Exactly as written, restate the material below from its first line through the line containing "assert!(engine.chunk_loader(2).is_ok());", and stop there.

# Data for the task:
--
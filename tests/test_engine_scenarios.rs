//! End-to-end engine scenarios over in-memory stores.

mod common;

use std::collections::HashMap;
use std::sync::Arc;

use common::*;
use serde_json::json;
use zarrmap::error::EngineError;
use zarrmap::gpu::RenderContext;
use zarrmap::pyramid::StoreVersion;
use zarrmap::selector::{Selector, SelectorValue};
use zarrmap::view::resolver::Viewport;
use zarrmap::view::TileKey;
use zarrmap::{Engine, EngineCallbacks, EngineOptions};

#[tokio::test]
async fn initial_camera_draws_the_root_tile() {
    let fetch = flat_fixture();
    let (engine, _render) = engine_over(&fetch, "tavg", |_| {}).await;

    engine.update_camera(0.0, 0.0, 0.0).await.unwrap();

    let active = engine.active();
    assert_eq!(active.len(), 1);
    let offsets = &active[&TileKey::new(0, 0, 0)];
    assert_eq!(offsets.len(), 1);
    assert_eq!((offsets[0].x, offsets[0].y, offsets[0].level), (0, 0, 0));

    // Exactly one chunk request hit level 0.
    assert_eq!(fetch.fetch_count("0/tavg/0.0"), 1);

    // Every pyramid level has a registered loader; levels past the
    // pyramid do not.
    assert!(engine.chunk_loader(0).is_ok());
    assert!(engine.chunk_loader(2).is_ok());
    assert!(engine.chunk_loader(7).is_err());

    let pass = CapturePass::default();
    engine.draw(&pass).unwrap();
    let calls = pass.calls.lock().unwrap();
    assert_eq!(
        calls.as_slice(),
        &[DrawCall {
            key: TileKey::new(0, 0, 0),
            level: 0,
            offset: [0, 0],
            bands: vec!["tavg".to_string()],
        }]
    );
}

#[tokio::test]
async fn antimeridian_viewport_wraps_horizontally() {
    let fetch = flat_fixture();
    let (engine, _render) = engine_over(&fetch, "tavg", |opts| {
        opts.viewport = Viewport {
            width: 1024.0,
            height: 512.0,
        };
    })
    .await;

    engine.update_camera(-179.9, 0.0, 2.0).await.unwrap();

    let active = engine.active();
    let mut xs: Vec<u32> = active.keys().map(|k| k.x).collect();
    xs.sort_unstable();
    xs.dedup();
    assert_eq!(xs, vec![0, 1, 3]);
    for key in active.keys() {
        assert!(key.x < 4 && key.y < 4);
    }

    // The westernmost copy renders from an unwrapped position.
    let seam = &active[&TileKey::new(3, 2, 2)];
    assert!(seam.iter().any(|o| o.x == -1));
}

#[tokio::test]
async fn camera_updates_are_idempotent() {
    let fetch = flat_fixture();
    let (engine, render) = engine_over(&fetch, "tavg", |_| {}).await;

    engine.update_camera(0.0, 0.0, 1.0).await.unwrap();
    let active_first = engine.active();
    let fetches_first = fetch.total_fetches();
    let writes_first: usize = render
        .planes
        .lock()
        .unwrap()
        .iter()
        .map(|p| p.writes.load(std::sync::atomic::Ordering::SeqCst))
        .sum();

    engine.update_camera(0.0, 0.0, 1.0).await.unwrap();
    assert_eq!(engine.active(), active_first);
    assert_eq!(fetch.total_fetches(), fetches_first);
    let writes_second: usize = render
        .planes
        .lock()
        .unwrap()
        .iter()
        .map(|p| p.writes.load(std::sync::atomic::Ordering::SeqCst))
        .sum();
    assert_eq!(writes_second, writes_first);
}

#[tokio::test]
async fn list_selector_builds_band_per_value() {
    let fetch = timed_fixture();
    let (engine, render) = engine_over(&fetch, "temp", |opts| {
        let mut selector = Selector::new();
        selector.insert("time".into(), SelectorValue::list([2020i64, 2021]));
        opts.selector = selector;
    })
    .await;

    engine.update_camera(0.0, 0.0, 0.0).await.unwrap();

    let labels = render.plane_labels();
    assert!(labels.iter().any(|l| l.contains("time_2020")));
    assert!(labels.iter().any(|l| l.contains("time_2021")));
    // Both time chunks were pulled for the root tile, recorded as ledger
    // misses (nothing was staged yet).
    assert_eq!(fetch.fetch_count("0/temp/0.0.0"), 1);
    assert_eq!(fetch.fetch_count("0/temp/1.0.0"), 1);
    assert!(engine.cache_stats().misses >= 2);
    assert_eq!(engine.cache_stats().hits, 0);

    // Each draw call consumes both band planes, in band order.
    let pass = CapturePass::default();
    engine.draw(&pass).unwrap();
    {
        let calls = pass.calls.lock().unwrap();
        assert!(!calls.is_empty());
        assert_eq!(
            calls[0].bands,
            vec!["time_2020".to_string(), "time_2021".to_string()]
        );
    }

    // Switching to a scalar year re-populates under the variable band and
    // leaves the old band planes allocated but orphaned.
    let mut scalar = Selector::new();
    scalar.insert("time".into(), SelectorValue::scalar(2021i64));
    engine.update_selector(scalar);
    engine.update_camera(0.0, 0.0, 0.0).await.unwrap();

    let labels = render.plane_labels();
    assert!(labels.iter().any(|l| l.contains("band-temp-")));
    assert!(labels.iter().any(|l| l.contains("time_2020")));
    // The scalar populate re-used the staged chunk: no second fetch, and
    // the ledger saw the lookup as a hit.
    assert_eq!(fetch.fetch_count("0/temp/1.0.0"), 1);
    assert!(engine.cache_stats().hits >= 1);
}

#[tokio::test]
async fn selector_change_mid_flight_discards_stale_population() {
    let fetch = timed_fixture();
    fetch.set_delay(Some(std::time::Duration::from_millis(20)));
    let (engine, _render) = engine_over(&fetch, "temp", |opts| {
        let mut selector = Selector::new();
        selector.insert("time".into(), SelectorValue::scalar(2020i64));
        opts.selector = selector;
    })
    .await;

    let mut new_selector = Selector::new();
    new_selector.insert("time".into(), SelectorValue::scalar(2021i64));

    let camera = engine.update_camera(0.0, 0.0, 0.0);
    let switch = async {
        tokio::time::sleep(std::time::Duration::from_millis(5)).await;
        engine.update_selector(new_selector.clone());
    };
    let (camera_result, ()) = futures::join!(camera, switch);
    camera_result.unwrap();

    // The 2020 population landed after the switch and was discarded; the
    // buffers hold neither selector's data yet.
    let root = TileKey::new(0, 0, 0);
    let props = engine.get_props();
    let root_prop = props.iter().find(|p| p.key == root);
    assert!(root_prop.is_some(), "unpopulated target still renders itself");

    // The next camera tick populates for the new selector without refetch
    // of the stale chunk.
    engine.update_camera(0.0, 0.0, 0.0).await.unwrap();
    assert_eq!(fetch.fetch_count("0/temp/1.0.0"), 1);
}

#[tokio::test]
async fn transport_faults_leave_tiles_retryable() {
    let fetch = flat_fixture();
    let (engine, _render) = engine_over(&fetch, "tavg", |_| {}).await;

    // Populate level 0, then fail level 1 fetches.
    engine.update_camera(0.0, 0.0, 0.0).await.unwrap();
    fetch.fail_prefix("1/tavg/");

    engine.update_camera(0.0, 0.0, 1.0).await.unwrap();

    // Every active z=1 tile substitutes the populated root.
    let pass = CapturePass::default();
    engine.draw(&pass).unwrap();
    {
        let calls = pass.calls.lock().unwrap();
        assert!(!calls.is_empty());
        assert!(calls.iter().all(|c| c.level == 0 && c.key.z == 0));
    }

    // Healing the store lets the same camera retry and succeed.
    fetch.heal_prefix("1/tavg/");
    engine.update_camera(0.0, 0.0, 1.0).await.unwrap();
    let pass = CapturePass::default();
    engine.draw(&pass).unwrap();
    let calls = pass.calls.lock().unwrap();
    assert!(calls.iter().all(|c| c.level == 1));
}

#[tokio::test]
async fn missing_multiscales_rejects_construction() {
    let mut objects = HashMap::new();
    objects.insert(
        ".zmetadata".to_string(),
        serde_json::to_vec(&json!({ "metadata": { ".zattrs": {} } })).unwrap(),
    );
    let fetch = MemoryFetch::new(objects);
    let render = CpuRenderContext::new();

    let result = Engine::new(
        EngineOptions {
            variable: "tavg".to_string(),
            ..Default::default()
        },
        store_for(&fetch, StoreVersion::V2),
        render as Arc<dyn RenderContext>,
        EngineCallbacks::default(),
    )
    .await;

    assert!(matches!(result, Err(EngineError::MetadataInvalid(_))));
}

#[tokio::test]
async fn unknown_mode_rejects_construction() {
    let fetch = flat_fixture();
    let render = CpuRenderContext::new();
    let result = Engine::new(
        EngineOptions {
            variable: "tavg".to_string(),
            mode: "wireframe".to_string(),
            ..Default::default()
        },
        store_for(&fetch, StoreVersion::V2),
        render as Arc<dyn RenderContext>,
        EngineCallbacks::default(),
    )
    .await;
    assert!(matches!(result, Err(EngineError::ModeInvalid(_))));
}

#[tokio::test]
async fn hidden_display_forces_zero_opacity() {
    let fetch = flat_fixture();
    let (engine, _render) = engine_over(&fetch, "tavg", |opts| {
        opts.opacity = 0.8;
    })
    .await;
    engine.update_camera(0.0, 0.0, 0.0).await.unwrap();

    assert_eq!(engine.frame_uniforms().opacity, 0.8);
    engine.update_uniforms(false, 0.8, [0.0, 1.0], Default::default());
    assert_eq!(engine.frame_uniforms().opacity, 0.0);
}
//! Central error handling for the zarrmap engine.
//!
//! Provides a unified EngineError enum with consistent categorization;
//! per-tile faults stay recoverable while construction-time faults are fatal.

use thiserror::Error;

/// Centralized error type for all engine operations.
#[derive(Error, Debug)]
pub enum EngineError {
    /// Pyramid metadata is missing, malformed, or unsupported.
    #[error("Invalid metadata: {0}")]
    MetadataInvalid(String),

    /// Unknown projection name or CRS the engine cannot map to one.
    #[error("Invalid projection: {0}")]
    ProjectionInvalid(String),

    /// A selector resolved to something a band cannot be built from.
    #[error("Invalid selector: {0}")]
    SelectorInvalid(String),

    /// Region radius units outside the supported set.
    #[error("Invalid units: {0} (expected kilometers or miles)")]
    UnitsInvalid(String),

    /// Unknown draw mode at construction.
    #[error("Invalid mode: {0} (expected texture, grid or dotgrid)")]
    ModeInvalid(String),

    /// Chunk or metadata fetch failure; recoverable per tile.
    #[error("Transport fault: {0}")]
    Transport(String),

    #[error("IO error: {0}")]
    Io(#[from] std::io::Error),
}

impl EngineError {
    pub fn metadata<T: ToString>(msg: T) -> Self {
        EngineError::MetadataInvalid(msg.to_string())
    }

    pub fn projection<T: ToString>(msg: T) -> Self {
        EngineError::ProjectionInvalid(msg.to_string())
    }

    pub fn selector<T: ToString>(msg: T) -> Self {
        EngineError::SelectorInvalid(msg.to_string())
    }

    pub fn transport<T: ToString>(msg: T) -> Self {
        EngineError::Transport(msg.to_string())
    }
}

impl From<reqwest::Error> for EngineError {
    fn from(e: reqwest::Error) -> Self {
        EngineError::Transport(e.to_string())
    }
}

/// Result type alias for engine operations.
pub type EngineResult<T> = Result<T, EngineError>;
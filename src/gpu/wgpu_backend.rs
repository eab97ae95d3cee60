//! wgpu implementation of the render seams: R32Float band planes, the
//! RGBA8 colormap LUT, and the raster draw pass.

use std::sync::{Arc, Mutex};

use bytemuck::{Pod, Zeroable};

use crate::error::{EngineError, EngineResult};
use crate::gpu::{
    ColormapTexture, DrawMode, DrawPass, FrameUniforms, RenderContext, TexturePlane, TileProps,
};

pub fn padded_bytes_per_row(unpadded: u32) -> u32 {
    let align = wgpu::COPY_BYTES_PER_ROW_ALIGNMENT;
    unpadded.div_ceil(align) * align
}

fn copy_rows_with_padding(src: &[u8], row_bytes: usize, padded: usize, rows: usize) -> Vec<u8> {
    let mut out = vec![0u8; padded * rows];
    for row in 0..rows {
        out[row * padded..row * padded + row_bytes]
            .copy_from_slice(&src[row * row_bytes..(row + 1) * row_bytes]);
    }
    out
}

/// Shared device/queue handle.
#[derive(Clone)]
pub struct WgpuContext {
    pub device: Arc<wgpu::Device>,
    pub queue: Arc<wgpu::Queue>,
}

impl WgpuContext {
    pub fn new(device: Arc<wgpu::Device>, queue: Arc<wgpu::Queue>) -> Self {
        Self { device, queue }
    }

    /// Stand up a headless context on the first available adapter.
    pub fn headless() -> EngineResult<Self> {
        let instance = wgpu::Instance::new(wgpu::InstanceDescriptor {
            backends: wgpu::Backends::all(),
            ..Default::default()
        });
        let adapter = pollster::block_on(instance.request_adapter(&wgpu::RequestAdapterOptions {
            power_preference: wgpu::PowerPreference::HighPerformance,
            compatible_surface: None,
            force_fallback_adapter: false,
        }))
        .ok_or_else(|| EngineError::transport("no suitable GPU adapter"))?;

        let (device, queue) = pollster::block_on(adapter.request_device(
            &wgpu::DeviceDescriptor {
                required_features: wgpu::Features::empty(),
                required_limits: wgpu::Limits::downlevel_defaults(),
                label: Some("zarrmap-device"),
            },
            None,
        ))
        .map_err(|e| EngineError::transport(format!("request_device failed: {e}")))?;

        Ok(Self::new(Arc::new(device), Arc::new(queue)))
    }
}

struct BandPlane {
    texture: wgpu::Texture,
    view: wgpu::TextureView,
    size: u32,
    queue: Arc<wgpu::Queue>,
}

impl std::fmt::Debug for BandPlane {
    fn fmt(&self, f: &mut std::fmt::Formatter<'_>) -> std::fmt::Result {
        f.debug_struct("BandPlane").field("size", &self.size).finish()
    }
}

impl TexturePlane for BandPlane {
    fn write(&self, data: &[f32]) {
        let expected = (self.size * self.size) as usize;
        if data.len() != expected {
            log::warn!(
                "band plane write skipped: got {} texels, expected {expected}",
                data.len()
            );
            return;
        }
        let unpadded = 4 * self.size;
        let padded = padded_bytes_per_row(unpadded);
        let src = bytemuck::cast_slice(data);
        let bytes = if padded != unpadded {
            std::borrow::Cow::Owned(copy_rows_with_padding(
                src,
                unpadded as usize,
                padded as usize,
                self.size as usize,
            ))
        } else {
            std::borrow::Cow::Borrowed(src)
        };
        self.queue.write_texture(
            wgpu::ImageCopyTexture {
                texture: &self.texture,
                mip_level: 0,
                origin: wgpu::Origin3d::ZERO,
                aspect: wgpu::TextureAspect::All,
            },
            &bytes,
            wgpu::ImageDataLayout {
                offset: 0,
                bytes_per_row: Some(padded),
                rows_per_image: Some(self.size),
            },
            wgpu::Extent3d {
                width: self.size,
                height: self.size,
                depth_or_array_layers: 1,
            },
        );
    }

    fn size(&self) -> u32 {
        self.size
    }

    fn as_any(&self) -> &dyn std::any::Any {
        self
    }
}

struct ColormapLut {
    texture: wgpu::Texture,
    view: wgpu::TextureView,
    width: u32,
    queue: Arc<wgpu::Queue>,
}

impl std::fmt::Debug for ColormapLut {
    fn fmt(&self, f: &mut std::fmt::Formatter<'_>) -> std::fmt::Result {
        f.debug_struct("ColormapLut").field("width", &self.width).finish()
    }
}

impl ColormapTexture for ColormapLut {
    fn write(&self, rgba: &[[u8; 4]]) {
        if rgba.len() != self.width as usize {
            log::warn!(
                "colormap write skipped: got {} entries, expected {}",
                rgba.len(),
                self.width
            );
            return;
        }
        self.queue.write_texture(
            wgpu::ImageCopyTexture {
                texture: &self.texture,
                mip_level: 0,
                origin: wgpu::Origin3d::ZERO,
                aspect: wgpu::TextureAspect::All,
            },
            bytemuck::cast_slice(rgba),
            wgpu::ImageDataLayout {
                offset: 0,
                bytes_per_row: Some(4 * self.width),
                rows_per_image: Some(1),
            },
            wgpu::Extent3d {
                width: self.width,
                height: 1,
                depth_or_array_layers: 1,
            },
        );
    }

    fn as_any(&self) -> &dyn std::any::Any {
        self
    }
}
--
# Output for this task:
filename tests/test_engine_scenarios.rs
//! End-to-end engine scenarios over in-memory stores.

mod common;

use std::collections::HashMap;
use std::sync::Arc;

use common::*;
use serde_json::json;
use zarrmap::error::EngineError;
use zarrmap::gpu::RenderContext;
use zarrmap::pyramid::StoreVersion;
use zarrmap::selector::{Selector, SelectorValue};
use zarrmap::view::resolver::Viewport;
use zarrmap::view::TileKey;
use zarrmap::{Engine, EngineCallbacks, EngineOptions};

#[tokio::test]
async fn initial_camera_draws_the_root_tile() {
    let fetch = flat_fixture();
    let (engine, _render) = engine_over(&fetch, "tavg", |_| {}).await;

    engine.update_camera(0.0, 0.0, 0.0).await.unwrap();

    let active = engine.active();
    assert_eq!(active.len(), 1);
    let offsets = &active[&TileKey::new(0, 0, 0)];
    assert_eq!(offsets.len(), 1);
    assert_eq!((offsets[0].x, offsets[0].y, offsets[0].level), (0, 0, 0));

    // Exactly one chunk request hit level 0.
    assert_eq!(fetch.fetch_count("0/tavg/0.0"), 1);

    // Every pyramid level has a registered loader; levels past the
    // pyramid do not.
    assert!(engine.chunk_loader(0).is_ok());
    assert!(engine.chunk_loader(2).is_ok());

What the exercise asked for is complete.